BRIEF: What lines in the material hold the string "Flow"? Return every one of them.

LISTED ENTRIES:
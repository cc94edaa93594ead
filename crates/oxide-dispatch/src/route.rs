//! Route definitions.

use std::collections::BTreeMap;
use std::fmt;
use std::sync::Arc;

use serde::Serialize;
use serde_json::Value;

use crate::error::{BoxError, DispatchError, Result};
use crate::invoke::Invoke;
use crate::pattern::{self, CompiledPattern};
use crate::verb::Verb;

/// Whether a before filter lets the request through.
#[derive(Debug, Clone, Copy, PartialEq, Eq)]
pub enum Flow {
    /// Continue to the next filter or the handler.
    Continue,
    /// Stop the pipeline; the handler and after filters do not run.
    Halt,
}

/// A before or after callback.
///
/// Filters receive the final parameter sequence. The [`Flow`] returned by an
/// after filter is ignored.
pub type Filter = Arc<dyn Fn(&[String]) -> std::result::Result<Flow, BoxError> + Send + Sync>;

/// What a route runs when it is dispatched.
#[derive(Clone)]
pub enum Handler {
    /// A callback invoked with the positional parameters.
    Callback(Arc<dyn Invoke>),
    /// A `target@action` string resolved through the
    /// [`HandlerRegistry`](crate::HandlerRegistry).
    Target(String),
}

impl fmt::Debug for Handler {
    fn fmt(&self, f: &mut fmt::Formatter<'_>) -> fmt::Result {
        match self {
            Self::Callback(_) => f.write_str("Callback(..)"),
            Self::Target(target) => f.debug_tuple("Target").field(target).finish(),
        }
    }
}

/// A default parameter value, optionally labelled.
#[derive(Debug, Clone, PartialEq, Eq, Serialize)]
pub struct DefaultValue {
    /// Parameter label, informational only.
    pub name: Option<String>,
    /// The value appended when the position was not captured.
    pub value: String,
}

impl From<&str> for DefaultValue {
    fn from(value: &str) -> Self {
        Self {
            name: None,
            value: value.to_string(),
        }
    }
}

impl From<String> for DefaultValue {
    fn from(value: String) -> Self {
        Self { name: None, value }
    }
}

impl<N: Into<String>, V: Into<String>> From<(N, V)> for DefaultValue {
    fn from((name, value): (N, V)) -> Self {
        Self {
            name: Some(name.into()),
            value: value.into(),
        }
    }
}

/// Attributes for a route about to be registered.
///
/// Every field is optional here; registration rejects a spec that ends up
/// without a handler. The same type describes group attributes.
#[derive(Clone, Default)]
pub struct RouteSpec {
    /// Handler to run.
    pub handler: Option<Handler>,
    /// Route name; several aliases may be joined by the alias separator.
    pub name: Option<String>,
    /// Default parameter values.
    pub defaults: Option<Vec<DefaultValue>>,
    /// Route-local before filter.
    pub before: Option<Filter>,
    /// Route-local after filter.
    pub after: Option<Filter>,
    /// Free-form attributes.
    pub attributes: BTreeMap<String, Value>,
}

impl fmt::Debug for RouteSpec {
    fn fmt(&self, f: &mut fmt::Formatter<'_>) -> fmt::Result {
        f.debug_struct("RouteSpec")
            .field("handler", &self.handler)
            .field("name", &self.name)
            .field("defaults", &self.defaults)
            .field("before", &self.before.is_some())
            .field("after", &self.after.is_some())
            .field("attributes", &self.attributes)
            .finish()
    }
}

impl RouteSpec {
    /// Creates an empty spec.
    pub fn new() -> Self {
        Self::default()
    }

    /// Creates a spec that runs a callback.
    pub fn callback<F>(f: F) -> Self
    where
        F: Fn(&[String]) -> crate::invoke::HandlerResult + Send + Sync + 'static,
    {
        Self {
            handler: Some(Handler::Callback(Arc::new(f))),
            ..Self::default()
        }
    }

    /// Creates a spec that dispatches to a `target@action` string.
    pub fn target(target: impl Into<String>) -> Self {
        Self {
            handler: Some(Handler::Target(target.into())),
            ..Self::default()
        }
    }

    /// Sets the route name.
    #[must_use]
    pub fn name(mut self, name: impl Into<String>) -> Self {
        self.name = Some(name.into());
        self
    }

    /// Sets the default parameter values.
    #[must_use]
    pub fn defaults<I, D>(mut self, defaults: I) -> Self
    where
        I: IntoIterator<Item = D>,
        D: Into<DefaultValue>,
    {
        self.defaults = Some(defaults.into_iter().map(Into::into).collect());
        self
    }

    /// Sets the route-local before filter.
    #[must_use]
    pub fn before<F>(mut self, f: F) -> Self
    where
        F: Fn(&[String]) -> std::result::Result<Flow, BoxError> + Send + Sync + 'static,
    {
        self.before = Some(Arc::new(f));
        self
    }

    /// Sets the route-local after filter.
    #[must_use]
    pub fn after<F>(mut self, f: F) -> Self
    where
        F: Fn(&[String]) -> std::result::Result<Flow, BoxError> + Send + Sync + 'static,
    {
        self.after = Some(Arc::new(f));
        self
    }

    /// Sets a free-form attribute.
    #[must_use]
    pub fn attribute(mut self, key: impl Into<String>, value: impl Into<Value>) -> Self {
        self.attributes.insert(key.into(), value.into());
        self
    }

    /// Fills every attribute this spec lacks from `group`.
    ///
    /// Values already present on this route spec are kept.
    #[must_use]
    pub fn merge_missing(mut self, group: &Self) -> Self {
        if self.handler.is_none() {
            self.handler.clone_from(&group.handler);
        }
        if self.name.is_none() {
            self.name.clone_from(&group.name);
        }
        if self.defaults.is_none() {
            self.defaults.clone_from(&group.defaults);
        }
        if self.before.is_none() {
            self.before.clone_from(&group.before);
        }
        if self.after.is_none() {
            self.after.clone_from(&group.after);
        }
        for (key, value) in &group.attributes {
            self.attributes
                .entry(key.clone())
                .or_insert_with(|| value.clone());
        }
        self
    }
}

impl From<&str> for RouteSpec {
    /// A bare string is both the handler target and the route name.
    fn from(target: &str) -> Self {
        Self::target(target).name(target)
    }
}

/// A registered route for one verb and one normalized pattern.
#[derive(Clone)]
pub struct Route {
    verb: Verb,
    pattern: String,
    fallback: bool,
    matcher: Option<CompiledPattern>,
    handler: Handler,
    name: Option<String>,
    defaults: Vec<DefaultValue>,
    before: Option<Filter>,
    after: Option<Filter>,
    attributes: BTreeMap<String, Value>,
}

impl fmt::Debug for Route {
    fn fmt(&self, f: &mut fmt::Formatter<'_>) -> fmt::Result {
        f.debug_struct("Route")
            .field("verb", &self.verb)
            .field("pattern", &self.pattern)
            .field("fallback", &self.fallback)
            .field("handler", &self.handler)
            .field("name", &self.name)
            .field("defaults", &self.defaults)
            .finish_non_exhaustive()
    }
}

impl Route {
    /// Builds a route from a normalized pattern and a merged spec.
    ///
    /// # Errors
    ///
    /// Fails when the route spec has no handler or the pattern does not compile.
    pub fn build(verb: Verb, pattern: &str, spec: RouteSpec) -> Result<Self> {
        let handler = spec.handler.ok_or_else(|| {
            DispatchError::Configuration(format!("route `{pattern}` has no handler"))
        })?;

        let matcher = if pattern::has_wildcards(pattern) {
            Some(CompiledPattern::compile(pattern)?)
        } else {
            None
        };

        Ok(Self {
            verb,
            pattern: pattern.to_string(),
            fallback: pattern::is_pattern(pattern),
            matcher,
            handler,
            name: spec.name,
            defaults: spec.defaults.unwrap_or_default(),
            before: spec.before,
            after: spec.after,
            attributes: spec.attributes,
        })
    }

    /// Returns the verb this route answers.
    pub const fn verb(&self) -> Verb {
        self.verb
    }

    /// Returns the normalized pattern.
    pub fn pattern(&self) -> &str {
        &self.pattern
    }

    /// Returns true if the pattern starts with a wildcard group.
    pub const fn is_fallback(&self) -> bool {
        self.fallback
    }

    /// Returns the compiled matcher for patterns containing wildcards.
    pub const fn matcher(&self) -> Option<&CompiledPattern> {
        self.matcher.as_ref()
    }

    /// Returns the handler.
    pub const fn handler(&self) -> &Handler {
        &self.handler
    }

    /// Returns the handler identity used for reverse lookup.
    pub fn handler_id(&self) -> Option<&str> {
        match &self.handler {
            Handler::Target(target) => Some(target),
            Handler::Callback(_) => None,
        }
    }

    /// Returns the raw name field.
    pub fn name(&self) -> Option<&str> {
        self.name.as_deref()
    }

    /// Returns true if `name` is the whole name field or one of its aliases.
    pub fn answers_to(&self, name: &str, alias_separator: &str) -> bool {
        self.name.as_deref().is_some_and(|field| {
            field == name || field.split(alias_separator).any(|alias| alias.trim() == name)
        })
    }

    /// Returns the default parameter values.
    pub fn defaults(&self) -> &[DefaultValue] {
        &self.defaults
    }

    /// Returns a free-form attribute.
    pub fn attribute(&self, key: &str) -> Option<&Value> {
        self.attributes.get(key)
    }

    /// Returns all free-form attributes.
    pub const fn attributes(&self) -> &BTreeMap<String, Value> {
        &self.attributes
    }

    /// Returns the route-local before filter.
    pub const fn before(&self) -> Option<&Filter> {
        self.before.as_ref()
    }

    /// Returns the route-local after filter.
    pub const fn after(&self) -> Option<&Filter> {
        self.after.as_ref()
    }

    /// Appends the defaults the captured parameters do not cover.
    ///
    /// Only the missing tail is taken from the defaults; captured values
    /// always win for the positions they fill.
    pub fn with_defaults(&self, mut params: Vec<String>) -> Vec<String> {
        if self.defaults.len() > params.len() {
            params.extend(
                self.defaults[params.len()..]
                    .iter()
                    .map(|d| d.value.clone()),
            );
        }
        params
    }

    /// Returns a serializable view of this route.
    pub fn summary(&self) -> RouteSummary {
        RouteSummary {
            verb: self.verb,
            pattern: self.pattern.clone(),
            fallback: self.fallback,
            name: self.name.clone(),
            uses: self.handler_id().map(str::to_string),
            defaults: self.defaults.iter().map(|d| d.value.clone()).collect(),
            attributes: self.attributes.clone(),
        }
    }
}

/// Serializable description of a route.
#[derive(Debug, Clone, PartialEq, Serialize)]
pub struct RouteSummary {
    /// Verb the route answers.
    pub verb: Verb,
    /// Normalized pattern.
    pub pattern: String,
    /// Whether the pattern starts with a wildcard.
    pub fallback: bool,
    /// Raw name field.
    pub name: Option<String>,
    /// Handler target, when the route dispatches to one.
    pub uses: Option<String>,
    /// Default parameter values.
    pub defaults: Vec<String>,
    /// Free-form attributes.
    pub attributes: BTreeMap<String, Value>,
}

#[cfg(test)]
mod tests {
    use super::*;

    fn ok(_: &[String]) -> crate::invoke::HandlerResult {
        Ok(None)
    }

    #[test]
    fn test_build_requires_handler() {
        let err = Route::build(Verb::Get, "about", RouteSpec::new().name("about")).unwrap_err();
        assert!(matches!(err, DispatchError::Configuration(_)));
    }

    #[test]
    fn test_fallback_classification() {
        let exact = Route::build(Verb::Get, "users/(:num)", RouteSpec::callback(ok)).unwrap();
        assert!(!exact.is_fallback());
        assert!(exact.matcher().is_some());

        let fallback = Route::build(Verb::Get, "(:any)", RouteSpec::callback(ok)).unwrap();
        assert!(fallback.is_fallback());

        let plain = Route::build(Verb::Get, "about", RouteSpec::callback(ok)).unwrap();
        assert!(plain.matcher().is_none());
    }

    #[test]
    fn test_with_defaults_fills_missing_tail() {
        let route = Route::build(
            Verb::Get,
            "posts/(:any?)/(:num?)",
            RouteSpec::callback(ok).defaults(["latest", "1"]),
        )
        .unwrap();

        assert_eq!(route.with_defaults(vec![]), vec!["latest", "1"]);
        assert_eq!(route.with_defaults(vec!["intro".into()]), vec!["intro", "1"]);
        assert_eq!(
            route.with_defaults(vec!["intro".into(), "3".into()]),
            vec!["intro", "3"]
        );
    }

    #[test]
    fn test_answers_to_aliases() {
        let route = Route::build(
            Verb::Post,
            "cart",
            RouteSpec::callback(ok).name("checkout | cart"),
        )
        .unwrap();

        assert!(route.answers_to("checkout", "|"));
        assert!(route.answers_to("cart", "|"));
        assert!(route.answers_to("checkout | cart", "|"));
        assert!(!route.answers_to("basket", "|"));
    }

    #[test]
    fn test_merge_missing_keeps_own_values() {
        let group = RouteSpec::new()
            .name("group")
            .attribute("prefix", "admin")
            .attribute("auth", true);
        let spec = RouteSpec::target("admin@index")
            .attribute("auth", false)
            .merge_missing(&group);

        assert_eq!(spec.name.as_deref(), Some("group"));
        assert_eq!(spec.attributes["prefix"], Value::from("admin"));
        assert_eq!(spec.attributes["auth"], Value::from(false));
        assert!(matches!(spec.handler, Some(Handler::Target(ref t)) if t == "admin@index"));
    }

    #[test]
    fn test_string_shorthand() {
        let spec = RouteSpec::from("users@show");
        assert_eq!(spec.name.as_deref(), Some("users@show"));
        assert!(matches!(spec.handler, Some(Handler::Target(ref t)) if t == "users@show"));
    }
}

EXERCISE RESULT:
pub enum Flow {
/// Filters receive the final parameter sequence. The [`Flow`] returned by an
pub type Filter = Arc<dyn Fn(&[String]) -> std::result::Result<Flow, BoxError> + Send + Sync>;
        F: Fn(&[String]) -> std::result::Result<Flow, BoxError> + Send + Sync + 'static,
        F: Fn(&[String]) -> std::result::Result<Flow, BoxError> + Send + Sync + 'static,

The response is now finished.